Borohydride electrooxidation on Au and Pt electrodes

Abstract

Direct borohydride fuel cells (DBFCs) are attractive energy generators for powering portable electronic devices, mainly due to their high energy density and number of electrons per borohydride ion. However, the lack of a highly efficient electrocatalyst for the borohydride oxidation reaction limits the performance of these devices. The most commonly studied electrocatalysts for this reaction are composed of gold and platinum. Nevertheless, for these metals, the borohydride electrooxidation reaction mechanism (BOR) is not completely understood, and the total oxidation reaction, involving eight electrons per BH4− species, competes with parallel reactions, with a lower number of exchanged electrons and/or with heterogeneous chemical hydrolysis. Considering the above-mentioned issues, this work presents recent advances in the knowledge of the BOR pathways on polycrystalline (bulk) Au and Pt electrocatalysts.
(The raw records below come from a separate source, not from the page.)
//! File-based locking for the storage root.
//!
//! Cross-process (fs2) advisory locks:
//! - Global: `<root>/LOCK`, guards Registry mutations and the active pointer.
//! - Per session: `<root>/.locks/<id>`, held for the whole of a long operation
//!   (delete/convert/copy/resize/export) on that id.
//!
//! Locks are released on Drop.

use fs2::FileExt;
use std::fs::OpenOptions;
use std::path::{Path, PathBuf};

use crate::consts::{LOCK_FILE, SESSION_LOCKS_DIR};
use crate::error::{Result, SessionError};

#[derive(Debug, Clone, Copy, PartialEq, Eq)]
pub enum LockMode {
    Shared,
    Exclusive,
}

#[derive(Debug)]
pub struct LockGuard {
    file: std::fs::File,
    path: PathBuf,
    mode: LockMode,
}

impl LockGuard {
    pub fn path(&self) -> &Path {
        &self.path
    }

    pub fn mode(&self) -> LockMode {
        self.mode
    }
}

impl Drop for LockGuard {
    fn drop(&mut self) {
        // unlock errors on drop are ignored; closing the fd releases the lock anyway.
        let _ = FileExt::unlock(&self.file);
    }
}

fn lock_at(path: PathBuf, mode: LockMode, block: bool) -> Result<LockGuard> {
    let file = OpenOptions::new()
        .create(true)
        .read(true)
        .write(true)
        .open(&path)
        .map_err(|e| SessionError::io("open lock file", &path, e))?;
    let res = match (mode, block) {
        (LockMode::Shared, true) => FileExt::lock_shared(&file),
        (LockMode::Exclusive, true) => FileExt::lock_exclusive(&file),
        (LockMode::Shared, false) => FileExt::try_lock_shared(&file),
        (LockMode::Exclusive, false) => FileExt::try_lock_exclusive(&file),
    };
    match res {
        Ok(()) => Ok(LockGuard { file, path, mode }),
        Err(e) if !block && e.kind() == fs2::lock_contended_error().kind() => {
            Err(SessionError::DeviceBusy { path })
        }
        Err(e) => Err(SessionError::io("lock", &path, e)),
    }
}

/// Acquire the global root lock. Blocks until acquired.
pub fn acquire_root_lock(root: &Path) -> Result<LockGuard> {
    lock_at(root.join(LOCK_FILE), LockMode::Exclusive, true)
}

/// Shared root lock for read-only views (list/status).
pub fn acquire_root_shared(root: &Path) -> Result<LockGuard> {
    lock_at(root.join(LOCK_FILE), LockMode::Shared, true)
}

/// Acquire the per-session lock without waiting; a concurrent holder yields DeviceBusy.
pub fn try_acquire_session_lock(root: &Path, id: &str) -> Result<LockGuard> {
    let dir = root.join(SESSION_LOCKS_DIR);
    std::fs::create_dir_all(&dir).map_err(|e| SessionError::io("create", &dir, e))?;
    lock_at(dir.join(id), LockMode::Exclusive, false)
}

/// True when another holder has the per-session lock of `id`.
///
/// Tries a shared lock on an existing lock file and never creates one, so
/// it is safe on a read-only root.
pub fn session_lock_held(root: &Path, id: &str) -> bool {
    let path = root.join(SESSION_LOCKS_DIR).join(id);
    let Ok(file) = std::fs::File::open(&path) else {
        return false;
    };
    match FileExt::try_lock_shared(&file) {
        Ok(()) => {
            let _ = FileExt::unlock(&file);
            false
        }
        Err(e) => e.kind() == fs2::lock_contended_error().kind(),
    }
}

#[cfg(test)]
mod tests {
    use super::*;

    fn scratch(name: &str) -> PathBuf {
        let p = std::env::temp_dir().join(format!(
            "sk-lock-{name}-{}-{}",
            std::process::id(),
            crate::util::now_unix_ms()
        ));
        std::fs::create_dir_all(&p).unwrap();
        p
    }

    #[test]
    fn session_lock_is_exclusive_until_dropped() {
        let root = scratch("sess");
        let g = try_acquire_session_lock(&root, "3").unwrap();
        assert_eq!(g.mode(), LockMode::Exclusive);
        assert!(g.path().ends_with(".locks/3"));

        // fs2 locks are per open file description, so a second open contends.
        let second = try_acquire_session_lock(&root, "3");
        assert!(matches!(second, Err(SessionError::DeviceBusy { .. })));

        drop(g);
        assert!(try_acquire_session_lock(&root, "3").is_ok());
        let _ = std::fs::remove_dir_all(&root);
    }

    #[test]
    fn held_check_reports_current_holders() {
        let root = scratch("held");
        assert!(!session_lock_held(&root, "5"));
        let g = try_acquire_session_lock(&root, "5").unwrap();
        assert!(session_lock_held(&root, "5"));
        assert!(!session_lock_held(&root, "6"));
        drop(g);
        assert!(!session_lock_held(&root, "5"));
        // the check leaves the lock free for a real holder
        assert!(try_acquire_session_lock(&root, "5").is_ok());
        let _ = std::fs::remove_dir_all(&root);
    }
}
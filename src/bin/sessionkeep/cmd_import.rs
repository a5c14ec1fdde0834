use anyhow::Result;
use std::path::PathBuf;

use sessionkeep::ImportOptions;

use crate::util::{open_engine, parse_mode, print_json, session_line};

pub fn exec(
    root: Option<PathBuf>,
    path: PathBuf,
    force_mode: Option<String>,
    auto_convert: bool,
    json: bool,
) -> Result<()> {
    let force_mode = force_mode.as_deref().map(parse_mode).transpose()?;
    let mut engine = open_engine(root)?;
    let s = engine.import(
        &path,
        ImportOptions {
            force_mode,
            auto_convert,
        },
    )?;
    if json {
        return print_json(&s);
    }
    println!("imported {} as {}", path.display(), session_line(&s));
    Ok(())
}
It presents the studies of the BOR reaction on Au and Pt electrodes using in situ Fourier Transform Infrared Spectroscopy (FTIR), and on-line Differential Electrochemical Mass Spectrometry (DEMS). The spectroscopic and spectrometric data provided physical evidence of intermediate species and the formation of H2 in the course of the BOR as a function of the electrode potential. These results enabled to advance in the knowledge about the BOR pathways on Au and Pt electrocatalysts.